Print every line below. Match each one exactly.

= Beginning of Section =

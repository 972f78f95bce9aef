use axum::{
    extract::{Query, State},
    Json,
};
use chrono::Utc;
use serde::{Deserialize, Serialize};
use tracing::warn;

use super::AppState;
use crate::{
    api::models::SettingsView,
    chart::{build_chart, ChartPeriod, PowerChart},
    error::Result,
    snapshot::{build_snapshot, DashboardSnapshot},
};

#[derive(Debug, Serialize)]
pub struct DashboardResponse {
    #[serde(flatten)]
    pub snapshot: DashboardSnapshot,
    pub settings: SettingsView,
}

#[derive(Debug, Deserialize)]
pub struct ChartQuery {
    pub period: Option<String>,
}

/// GET /api/v1/data
/// Returns every room, the totals and the alerts for this refresh
pub async fn get_data(State(state): State<AppState>) -> Result<Json<DashboardResponse>> {
    let now = Utc::now();
    let settings = state.settings.load().await?;
    let readings = state.readings.latest().await;
    let devices = state.commands.all().await;

    let snapshot = build_snapshot(
        &state.config.monitor,
        &state.evaluator,
        &settings,
        &readings,
        &devices,
        now,
    )?;

    if let Err(e) = state
        .dispatcher
        .dispatch_report(&snapshot.alerts, &settings.email, now)
        .await
    {
        warn!(error = %e, "failed to forward alerts");
    }

    Ok(Json(DashboardResponse {
        snapshot,
        settings: SettingsView::from(&settings),
    }))
}

/// GET /api/v1/chart/power?period=day|week|month
/// Returns total power per time label
pub async fn get_power_chart(
    State(state): State<AppState>,
    Query(query): Query<ChartQuery>,
) -> Json<PowerChart> {
    let period = ChartPeriod::parse(query.period.as_deref());
    let samples = state
        .readings
        .power_history(period.since(Utc::now()), period.row_limit())
        .await;

    Json(build_chart(&samples, period))
}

= End of Section =

# Output of the task:
repository 972f78f95bce9aef
use axum::{
    extract::{Query, State},
    Json,
};
use chrono::Utc;
use serde::{Deserialize, Serialize};
use tracing::warn;

use super::AppState;
use crate::{
    api::models::SettingsView,
    chart::{build_chart, ChartPeriod, PowerChart},
    error::Result,
    snapshot::{build_snapshot, DashboardSnapshot},
};

#[derive(Debug, Serialize)]
pub struct DashboardResponse {
    #[serde(flatten)]
    pub snapshot: DashboardSnapshot,
    pub settings: SettingsView,
}

#[derive(Debug, Deserialize)]
pub struct ChartQuery {
    pub period: Option<String>,
}

/// GET /api/v1/data
/// Returns every room, the totals and the alerts for this refresh
pub async fn get_data(State(state): State<AppState>) -> Result<Json<DashboardResponse>> {
    let now = Utc::now();
    let settings = state.settings.load().await?;
    let readings = state.readings.latest().await;
    let devices = state.commands.all().await;

    let snapshot = build_snapshot(
        &state.config.monitor,
        &state.evaluator,
        &settings,
        &readings,
        &devices,
        now,
    )?;

    if let Err(e) = state
        .dispatcher
        .dispatch_report(&snapshot.alerts, &settings.email, now)
        .await
    {
        warn!(error = %e, "failed to forward alerts");
    }

    Ok(Json(DashboardResponse {
        snapshot,
        settings: SettingsView::from(&settings),
    }))
}

/// GET /api/v1/chart/power?period=day|week|month
/// Returns total power per time label
pub async fn get_power_chart(
    State(state): State<AppState>,
    Query(query): Query<ChartQuery>,
) -> Json<PowerChart> {
    let period = ChartPeriod::parse(query.period.as_deref());
    let samples = state
        .readings
        .power_history(period.since(Utc::now()), period.row_limit())
        .await;

    Json(build_chart(&samples, period))
}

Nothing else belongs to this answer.